I’ve been in Lachlan’s truck dozens of times.

In the backseat with Bron usually and a mountain of things between us.

I don’t think I’ve been this close to either of them.

Ever. But I am being burned by them. Enclosed and suffocated.

I am so close to both, I can’t move without bumping shoulders, pressing thighs.

No one says a word as Lachlan puts the car in reverse. I barely notice that he must have pulled my car back into the garage and closed the door until my purse drops into my lap without a word.

“Thank you.”

“Sure.” Lachlan clears his throat and shifts his weight .

I wonder if he’s thinking about last night, too.

If he’s remembering holding me across the seat and lapping up my center with his tongue.

I’m too acutely aware of just how confined the space is and still we somehow made it work.

I took their cocks — most of it — and lost count of all the times they made me cum.

I shift unconsciously. A bad idea. Rather than unstick my panties from my lips, it bunches the fabric tighter in place.

Shoot!

“Uncomfortable?” Van drawls in a dark, amused ... knowing tone.

My thighs squirm, and I have to fight the urge to reach under and unglue the wedgie.

“I’m okay,” I lie.

Both men are watching me with two different, yet painfully similar expressions.

“Did we hurt you last night?” Lachlan asks, voice thick with all the things I can see him fighting behind his eyes.

I shake my head. “A little sore, but I’m okay.” I bunch my fingers into my purse. “Thank you.”

I can tell there’s a lot he wants to say but keeps stopping himself. Probably a good thing. I don’t even know if I want to talk about what we did.

He relents. His hand goes to the wheel without another word .

We start down my street and I’m relieved no one’s outside who could have seen us. Still, I don’t relax until Lachlan makes the first turn.

“Oh, before I forget.”

Lachlan slows the truck and reaches across my lap to pop open the glovebox. He pulls an envelope from inside and offers it to me.

It’s thin and light. Barely a feather in my fingers, and blank when I flip it over.

“What’s this?”

He pulls the truck back onto the road. “A check to cover Bron’s car and the trip to Cuba.”

My breath catches even as my head pivots up to his. “What? How did you...? No.” I try to shove it back at him. “I don’t want your money, Mr. Shaw.”

One big, callused palm sets over top of mine and gently nudges my hand back into my lap without ever taking his eyes off the road.

“It’s Lachlan, and it’s not mine. I pulled it from Bron’s inheritance. I’m the trustee on the account. He owes you more than that, but I pulled the biggest allowable amount without triggering an audit.”

I stare at the bomb he’s dropped into my lap and feel nothing but panic .

I clear my throat, attempting to act like an adult when I feel about ten. “I really appreciate this, but Bron will be furious if he finds out you took this out of his account.”

“That’s my problem.” He takes a careful turn down Chestnut Avenue.

“As trustee, I’m allowed to utilize the funds to pay for living expenses.

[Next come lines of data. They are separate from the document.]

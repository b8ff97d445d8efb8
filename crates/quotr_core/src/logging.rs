//! Core logging bootstrap and safety policy.
//!
//! # Responsibility
//! - Initialize file-based rolling logs exactly once per process.
//! - Emit stable, metadata-only diagnostic events from core.
//!
//! # Invariants
//! - Logging init is idempotent for the same level and directory.
//! - Re-initialization with a different level or directory is rejected.
//! - Logging initialization must not panic.
//! - Log lines never contain quote text or search input; only ids, counts
//!   and lengths.

use flexi_logger::{Cleanup, Criterion, FileSpec, Logger, LoggerHandle, Naming, WriteMode};
use log::{error, info};
use once_cell::sync::OnceCell;
use std::error::Error;
use std::fmt::{Display, Formatter};
use std::path::{Path, PathBuf};

const LOG_FILE_BASENAME: &str = "quotr";
const MAX_LOG_FILE_SIZE_BYTES: u64 = 10 * 1024 * 1024;
const MAX_LOG_FILES: usize = 5;
const MAX_PANIC_PAYLOAD_CHARS: usize = 160;

static LOGGING_STATE: OnceCell<LoggingState> = OnceCell::new();
static PANIC_HOOK_INSTALLED: OnceCell<()> = OnceCell::new();

struct LoggingState {
    level: &'static str,
    log_dir: PathBuf,
    _logger: LoggerHandle,
}

/// Reasons logging could not be (re)initialized.
#[derive(Debug)]
pub enum LoggingError {
    UnsupportedLevel(String),
    InvalidDirectory(String),
    CreateDirectory { dir: PathBuf, source: std::io::Error },
    Backend(String),
    /// Logging is already active with a different configuration.
    Conflict { active: String, requested: String },
}

impl Display for LoggingError {
    fn fmt(&self, f: &mut Formatter<'_>) -> std::fmt::Result {
        match self {
            Self::UnsupportedLevel(level) => write!(
                f,
                "unsupported log level `{level}`; expected trace|debug|info|warn|error"
            ),
            Self::InvalidDirectory(message) => write!(f, "{message}"),
            Self::CreateDirectory { dir, source } => write!(
                f,
                "failed to create log directory `{}`: {source}",
                dir.display()
            ),
            Self::Backend(message) => write!(f, "failed to start logger: {message}"),
            Self::Conflict { active, requested } => write!(
                f,
                "logging already initialized with `{active}`; refusing to switch to `{requested}`"
            ),
        }
    }
}

impl Error for LoggingError {
    fn source(&self) -> Option<&(dyn Error + 'static)> {
        match self {
            Self::CreateDirectory { source, .. } => Some(source),
            _ => None,
        }
    }
}

/// Initializes core logging with level and directory.
///
/// # Errors
/// - `level` is not one of `trace|debug|info|warn|error`.
/// - `log_dir` is empty, relative, or cannot be created.
/// - Logging is already active with another level or directory.
pub fn init_logging(level: &str, log_dir: impl AsRef<Path>) -> Result<(), LoggingError> {
    let level = normalize_level(level)?;
    let log_dir = normalize_log_dir(log_dir.as_ref())?;

    let state = LOGGING_STATE.get_or_try_init(|| start_logger(level, &log_dir))?;

    if state.log_dir != log_dir {
        return Err(LoggingError::Conflict {
            active: state.log_dir.display().to_string(),
            requested: log_dir.display().to_string(),
        });
    }
    if state.level != level {
        return Err(LoggingError::Conflict {
            active: state.level.to_string(),
            requested: level.to_string(),
        });
    }

    Ok(())
}

/// Returns `(level, log_dir)` of active logging, or `None` before init.
pub fn logging_status() -> Option<(&'static str, PathBuf)> {
    LOGGING_STATE
        .get()
        .map(|state| (state.level, state.log_dir.clone()))
}

/// Returns the default log level for current build mode.
///
/// - `debug` builds -> `debug`
/// - `release` builds -> `info`
pub fn default_log_level() -> &'static str {
    if cfg!(debug_assertions) {
        "debug"
    } else {
        "info"
    }
}

fn start_logger(level: &'static str, log_dir: &Path) -> Result<LoggingState, LoggingError> {
    std::fs::create_dir_all(log_dir).map_err(|source| LoggingError::CreateDirectory {
        dir: log_dir.to_path_buf(),
        source,
    })?;

    let logger = Logger::try_with_str(level)
        .map_err(|err| LoggingError::Backend(err.to_string()))?
        .log_to_file(
            FileSpec::default()
                .directory(log_dir)
                .basename(LOG_FILE_BASENAME),
        )
        .rotate(
            Criterion::Size(MAX_LOG_FILE_SIZE_BYTES),
            Naming::Numbers,
            Cleanup::KeepLogFiles(MAX_LOG_FILES),
        )
        .write_mode(WriteMode::BufferAndFlush)
        .append()
        // [YYYY-MM-DD HH:MM:SS.ffffff TZ] LEVEL [module] file:line: message
        .format_for_files(flexi_logger::detailed_format)
        .start()
        .map_err(|err| LoggingError::Backend(err.to_string()))?;

    install_panic_hook_once();

    info!(
        "event=app_start module=core status=ok platform={} build_mode={} version={}",
        std::env::consts::OS,
        build_mode(),
        env!("CARGO_PKG_VERSION")
    );
    info!(
        "event=core_init module=core status=ok level={level} log_dir={}",
        log_dir.display()
    );

    Ok(LoggingState {
        level,
        log_dir: log_dir.to_path_buf(),
        _logger: logger,
    })
}

fn normalize_level(level: &str) -> Result<&'static str, LoggingError> {
    match level.trim().to_ascii_lowercase().as_str() {
        "trace" => Ok("trace"),
        "debug" => Ok("debug"),
        "info" => Ok("info"),
        "warn" | "warning" => Ok("warn"),
        "error" => Ok("error"),
        other => Err(LoggingError::UnsupportedLevel(other.to_string())),
    }
}

fn normalize_log_dir(log_dir: &Path) -> Result<PathBuf, LoggingError> {
    if log_dir.as_os_str().is_empty() {
        return Err(LoggingError::InvalidDirectory(
            "log_dir cannot be empty".to_string(),
        ));
    }
    if !log_dir.is_absolute() {
        return Err(LoggingError::InvalidDirectory(format!(
            "log_dir must be an absolute path, got `{}`",
            log_dir.display()
        )));
    }
    Ok(log_dir.to_path_buf())
}

fn build_mode() -> &'static str {
    if cfg!(debug_assertions) {
        "debug"
    } else {
        "release"
    }
}

fn install_panic_hook_once() {
    if PANIC_HOOK_INSTALLED.get().is_some() {
        return;
    }

    let previous_hook = std::panic::take_hook();
    std::panic::set_hook(Box::new(move |panic_info| {
        // Payloads may echo user input; sanitize and cap before logging.
        let location = panic_info
            .location()
            .map(|loc| format!("{}:{}", loc.file(), loc.line()))
            .unwrap_or_else(|| "unknown".to_string());
        let payload = panic_payload_summary(panic_info);
        error!(
            "event=panic_captured module=core status=error location={location} payload={payload}"
        );
        previous_hook(panic_info);
    }));

    let _ = PANIC_HOOK_INSTALLED.set(());
}

fn panic_payload_summary(info: &std::panic::PanicHookInfo<'_>) -> String {
    let payload = if let Some(message) = info.payload().downcast_ref::<&str>() {
        (*message).to_string()
    } else if let Some(message) = info.payload().downcast_ref::<String>() {
        message.clone()
    } else {
        "non-string panic payload".to_string()
    };

    sanitize_message(&payload, MAX_PANIC_PAYLOAD_CHARS)
}

fn sanitize_message(value: &str, max_chars: usize) -> String {
    let normalized = value.replace(['\n', '\r'], " ");
    let mut truncated = normalized.chars().take(max_chars).collect::<String>();
    if normalized.chars().count() > max_chars {
        truncated.push_str("...");
    }
    truncated
}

He borrowed money from you for an expense.

Judging from the substantial number of loans he’s asked of you in the last two years, this is just the tip of what he actually owes you, Everly.

” He darts me a side glance that is either annoyance or disappointment.

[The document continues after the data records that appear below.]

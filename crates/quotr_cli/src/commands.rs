//! Command dispatch against the core services.

use crate::config::{BookCommand, BookFields, Command, QuoteCommand, QuoteFields};
use crate::render;
use anyhow::Context;
use quotr_core::{
    AccountService, BookDraft, BookService, Fts5SearchProvider, PageRequest, Principal,
    QuoteDraft, QuoteService, SqliteBookRepository, SqliteQuoteRepository, SqliteUserRepository,
};
use rusqlite::Connection;
use std::error::Error;
use std::fmt::{Display, Formatter};

/// Catalog command issued without a resolvable `--user`.
#[derive(Debug)]
pub struct SignInRequired;

impl Display for SignInRequired {
    fn fmt(&self, f: &mut Formatter<'_>) -> std::fmt::Result {
        write!(f, "sign in required: pass --user <name> of a registered user")
    }
}

impl Error for SignInRequired {}

/// Runs one command and returns the text to print.
pub fn run(
    conn: &Connection,
    user: Option<&str>,
    json: bool,
    command: Command,
) -> anyhow::Result<String> {
    let accounts = AccountService::new(SqliteUserRepository::try_new(conn)?);

    match command {
        Command::Register { username } => {
            let user = accounts.register_user(&username)?;
            if json {
                return render::json(&user);
            }
            Ok(format!("Registered {} (#{}).", user.username, user.id))
        }
        Command::Books(command) => {
            let principal = authenticate(&accounts, user)?;
            let repo = SqliteBookRepository::try_new(conn, &principal)?;
            run_books(BookService::new(repo), json, command)
        }
        Command::Quotes(command) => {
            let principal = authenticate(&accounts, user)?;
            let repo = SqliteQuoteRepository::try_new(conn, &principal)?;
            let search = Fts5SearchProvider::try_new(conn)?;
            run_quotes(QuoteService::new(repo, search), json, command)
        }
    }
}

fn authenticate(
    accounts: &AccountService<SqliteUserRepository<'_>>,
    user: Option<&str>,
) -> anyhow::Result<Principal> {
    let username = user.ok_or(SignInRequired)?;
    let principal = accounts
        .resolve_principal(username)
        .context("failed to resolve user")?
        .ok_or(SignInRequired)?;
    Ok(principal)
}

fn run_books(
    service: BookService<SqliteBookRepository<'_>>,
    json: bool,
    command: BookCommand,
) -> anyhow::Result<String> {
    match command {
        BookCommand::List { page } => {
            let page = service.list_books(PageRequest::new(page))?;
            if json {
                return render::json(&page);
            }
            Ok(render::book_page(&page))
        }
        BookCommand::Show { id } => {
            let detail = service.get_book_detail(id)?;
            if json {
                return render::json(&detail);
            }
            Ok(render::book_detail(&detail))
        }
        BookCommand::Add(fields) => {
            let book = service.create_book(&book_draft(fields))?;
            if json {
                return render::json(&book);
            }
            Ok(format!("Created {}", render::book(&book)))
        }
        BookCommand::Edit { id, fields } => {
            let book = service.update_book(id, &book_draft(fields))?;
            if json {
                return render::json(&book);
            }
            Ok(format!("Updated {}", render::book(&book)))
        }
        BookCommand::Delete { id } => {
            service.delete_book(id)?;
            Ok(format!("Deleted book #{id} and its quotes."))
        }
    }
}

fn run_quotes(
    service: QuoteService<SqliteQuoteRepository<'_>, Fts5SearchProvider<'_>>,
    json: bool,
    command: QuoteCommand,
) -> anyhow::Result<String> {
    match command {
        QuoteCommand::List { search, page } => {
            let search = search.as_deref();
            let listed = service.list_quotes(search, PageRequest::new(page))?;
            if json {
                return render::json(&listed);
            }
            let searched = search.is_some_and(|term| !term.trim().is_empty());
            Ok(render::quote_page(&listed, searched))
        }
        QuoteCommand::Show { id } => {
            let quote = service.get_quote(id)?;
            if json {
                return render::json(&quote);
            }
            Ok(render::quote(&quote))
        }
        QuoteCommand::Add(fields) => {
            let quote = service.create_quote(&quote_draft(fields))?;
            if json {
                return render::json(&quote);
            }
            Ok(format!("Created quote #{}.", quote.id))
        }
        QuoteCommand::Edit { id, fields } => {
            let quote = service.update_quote(id, &quote_draft(fields))?;
            if json {
                return render::json(&quote);
            }
            Ok(format!("Updated quote #{}.", quote.id))
        }
        QuoteCommand::Delete { id } => {
            service.delete_quote(id)?;
            Ok(format!("Deleted quote #{id}."))
        }
    }
}

fn book_draft(fields: BookFields) -> BookDraft {
    BookDraft::new(fields.title, fields.author)
}

fn quote_draft(fields: QuoteFields) -> QuoteDraft {
    QuoteDraft::new(fields.book, fields.text, fields.page_number)
}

“I did not raise a child who doesn’t pay his debts. ”

Why do I feel shame for my part in this? I know I haven’t done anything wrong but holding that money — money I legitimately did not think I would ever see again — I can’t help the prickle of embarrassment skittering up the back of my neck.

“I just know he’s not going to be happy,” I reply, still not sure what I’m supposed to do with the envelope because I know Bron is going to lose his mind when he finds out I took money from him.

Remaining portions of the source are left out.